[Items from a dataset]
------------------------------------------------

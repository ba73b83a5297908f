//! The role state machine.
//!
//! A faculty member holds exactly one [`Role`]. The external representation
//! splits it into a `type` label and an optional `role` marker; both are
//! derived from the single variant so they can never disagree.
//!
//! | Role          | `type`         | `role`      |
//! |---------------|----------------|-------------|
//! | `Teaching`    | `teaching`     | `null`      |
//! | `NonTeaching` | `non-teaching` | `null`      |
//! | `Hod`         | `HOD`          | `hod`       |
//! | `Principal`   | `principal`    | `principal` |
//! | `Cc`          | `cc`           | `cc`        |

use serde::{Deserialize, Deserializer, Serialize, Serializer, de};
use strum::{Display, EnumIter, EnumString, IntoStaticStr};

use crate::{Error, Result, faculty::Faculty};

#[derive(
  Debug,
  Clone,
  Copy,
  PartialEq,
  Eq,
  Hash,
  Default,
  Display,
  EnumIter,
  EnumString,
  IntoStaticStr,
)]
#[strum(ascii_case_insensitive)]
pub enum Role {
  #[default]
  #[strum(to_string = "teaching")]
  Teaching,
  #[strum(
    to_string = "non-teaching",
    serialize = "non_teaching",
    serialize = "nonteaching"
  )]
  NonTeaching,
  #[strum(to_string = "HOD")]
  Hod,
  #[strum(to_string = "principal")]
  Principal,
  #[strum(to_string = "cc")]
  Cc,
}

impl Role {
  /// The `type` label, e.g. `"non-teaching"` or `"HOD"`.
  pub fn type_label(self) -> &'static str { self.into() }

  /// The secondary `role` marker; `None` for plain staff.
  pub fn role_label(self) -> Option<&'static str> {
    match self {
      Self::Teaching | Self::NonTeaching => None,
      Self::Hod => Some("hod"),
      Self::Principal => Some("principal"),
      Self::Cc => Some("cc"),
    }
  }

  /// Parse a `type` label. Unknown labels yield `None`.
  pub fn from_type_label(label: &str) -> Option<Self> {
    label.trim().parse().ok()
  }

  /// Only plain teaching staff and existing coordinators may coordinate.
  pub fn can_coordinate(self) -> bool {
    matches!(self, Self::Teaching | Self::Cc)
  }
}

#[derive(Serialize)]
struct RolePair {
  #[serde(rename = "type")]
  kind: &'static str,
  role: Option<&'static str>,
}

impl Serialize for Role {
  fn serialize<S: Serializer>(&self, serializer: S) -> Result<S::Ok, S::Error> {
    RolePair {
      kind: self.type_label(),
      role: self.role_label(),
    }
    .serialize(serializer)
  }
}

/// Deserialises from a bare `type` label, e.g. `"HOD"`.
impl<'de> Deserialize<'de> for Role {
  fn deserialize<D: Deserializer<'de>>(deserializer: D) -> Result<Self, D::Error> {
    let label = String::deserialize(deserializer)?;
    Self::from_type_label(&label)
      .ok_or_else(|| de::Error::custom(format!("unknown faculty type {label:?}")))
  }
}

// ─── Transitions ─────────────────────────────────────────────────────────────

impl Faculty {
  /// `teaching | cc` → `cc`. Administrative and non-teaching staff are
  /// rejected.
  pub fn promote_to_cc(&mut self) -> Result<()> {
    if !self.role.can_coordinate() {
      return Err(Error::RoleNotEligible {
        faculty_id: self.id,
        role:       self.role,
      });
    }
    self.role = Role::Cc;
    Ok(())
  }

  pub fn demote_from_cc(&mut self) { self.role = Role::Teaching; }

  pub fn remove_hod(&mut self) -> Result<()> {
    self.step_down(Role::Hod)
  }

  pub fn remove_principal(&mut self) -> Result<()> {
    self.step_down(Role::Principal)
  }

  /// Applied when the last cc assignment is removed. A coordinator cannot be
  /// restored into `cc`; anything not in the allowed set falls back to
  /// `teaching`.
  pub fn restore_after_last_assignment_removed(
    &mut self,
    requested: Option<Role>,
  ) {
    self.role = match requested {
      Some(
        role @ (Role::Teaching | Role::NonTeaching | Role::Hod | Role::Principal),
      ) => role,
      _ => Role::Teaching,
    };
  }

  fn step_down(&mut self, expected: Role) -> Result<()> {
    if self.role != expected {
      return Err(Error::RoleMismatch {
        faculty_id: self.id,
        expected,
        actual: self.role,
      });
    }
    self.role = Role::Teaching;
    Ok(())
  }
}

------------------------------------------------

Give each entry again, spelled exactly as shown.

repository ba73b83a5297908f
//! The role state machine.
//!
//! A faculty member holds exactly one [`Role`]. The external representation
//! splits it into a `type` label and an optional `role` marker; both are
//! derived from the single variant so they can never disagree.
//!
//! | Role          | `type`         | `role`      |
//! |---------------|----------------|-------------|
//! | `Teaching`    | `teaching`     | `null`      |
//! | `NonTeaching` | `non-teaching` | `null`      |
//! | `Hod`         | `HOD`          | `hod`       |
//! | `Principal`   | `principal`    | `principal` |
//! | `Cc`          | `cc`           | `cc`        |

use serde::{Deserialize, Deserializer, Serialize, Serializer, de};
use strum::{Display, EnumIter, EnumString, IntoStaticStr};

use crate::{Error, Result, faculty::Faculty};

#[derive(
  Debug,
  Clone,
  Copy,
  PartialEq,
  Eq,
  Hash,
  Default,
  Display,
  EnumIter,
  EnumString,
  IntoStaticStr,
)]
#[strum(ascii_case_insensitive)]
pub enum Role {
  #[default]
  #[strum(to_string = "teaching")]
  Teaching,
  #[strum(
    to_string = "non-teaching",
    serialize = "non_teaching",
    serialize = "nonteaching"
  )]
  NonTeaching,
  #[strum(to_string = "HOD")]
  Hod,
  #[strum(to_string = "principal")]
  Principal,
  #[strum(to_string = "cc")]
  Cc,
}

impl Role {
  /// The `type` label, e.g. `"non-teaching"` or `"HOD"`.
  pub fn type_label(self) -> &'static str { self.into() }

  /// The secondary `role` marker; `None` for plain staff.
  pub fn role_label(self) -> Option<&'static str> {
    match self {
      Self::Teaching | Self::NonTeaching => None,
      Self::Hod => Some("hod"),
      Self::Principal => Some("principal"),
      Self::Cc => Some("cc"),
    }
  }

  /// Parse a `type` label. Unknown labels yield `None`.
  pub fn from_type_label(label: &str) -> Option<Self> {
    label.trim().parse().ok()
  }

  /// Only plain teaching staff and existing coordinators may coordinate.
  pub fn can_coordinate(self) -> bool {
    matches!(self, Self::Teaching | Self::Cc)
  }
}

#[derive(Serialize)]
struct RolePair {
  #[serde(rename = "type")]
  kind: &'static str,
  role: Option<&'static str>,
}

impl Serialize for Role {
  fn serialize<S: Serializer>(&self, serializer: S) -> Result<S::Ok, S::Error> {
    RolePair {
      kind: self.type_label(),
      role: self.role_label(),
    }
    .serialize(serializer)
  }
}

/// Deserialises from a bare `type` label, e.g. `"HOD"`.
impl<'de> Deserialize<'de> for Role {
  fn deserialize<D: Deserializer<'de>>(deserializer: D) -> Result<Self, D::Error> {
    let label = String::deserialize(deserializer)?;
    Self::from_type_label(&label)
      .ok_or_else(|| de::Error::custom(format!("unknown faculty type {label:?}")))
  }
}

// ─── Transitions ─────────────────────────────────────────────────────────────

impl Faculty {
  /// `teaching | cc` → `cc`. Administrative and non-teaching staff are
  /// rejected.
  pub fn promote_to_cc(&mut self) -> Result<()> {
    if !self.role.can_coordinate() {
      return Err(Error::RoleNotEligible {
        faculty_id: self.id,
        role:       self.role,
      });
    }
    self.role = Role::Cc;
    Ok(())
  }

  pub fn demote_from_cc(&mut self) { self.role = Role::Teaching; }

  pub fn remove_hod(&mut self) -> Result<()> {
    self.step_down(Role::Hod)
  }

  pub fn remove_principal(&mut self) -> Result<()> {
    self.step_down(Role::Principal)
  }

  /// Applied when the last cc assignment is removed. A coordinator cannot be
  /// restored into `cc`; anything not in the allowed set falls back to
  /// `teaching`.
  pub fn restore_after_last_assignment_removed(
    &mut self,
    requested: Option<Role>,
  ) {
    self.role = match requested {
      Some(
        role @ (Role::Teaching | Role::NonTeaching | Role::Hod | Role::Principal),
      ) => role,
      _ => Role::Teaching,
    };
  }

  fn step_down(&mut self, expected: Role) -> Result<()> {
    if self.role != expected {
      return Err(Error::RoleMismatch {
        faculty_id: self.id,
        expected,
        actual: self.role,
      });
    }
    self.role = Role::Teaching;
    Ok(())
  }
}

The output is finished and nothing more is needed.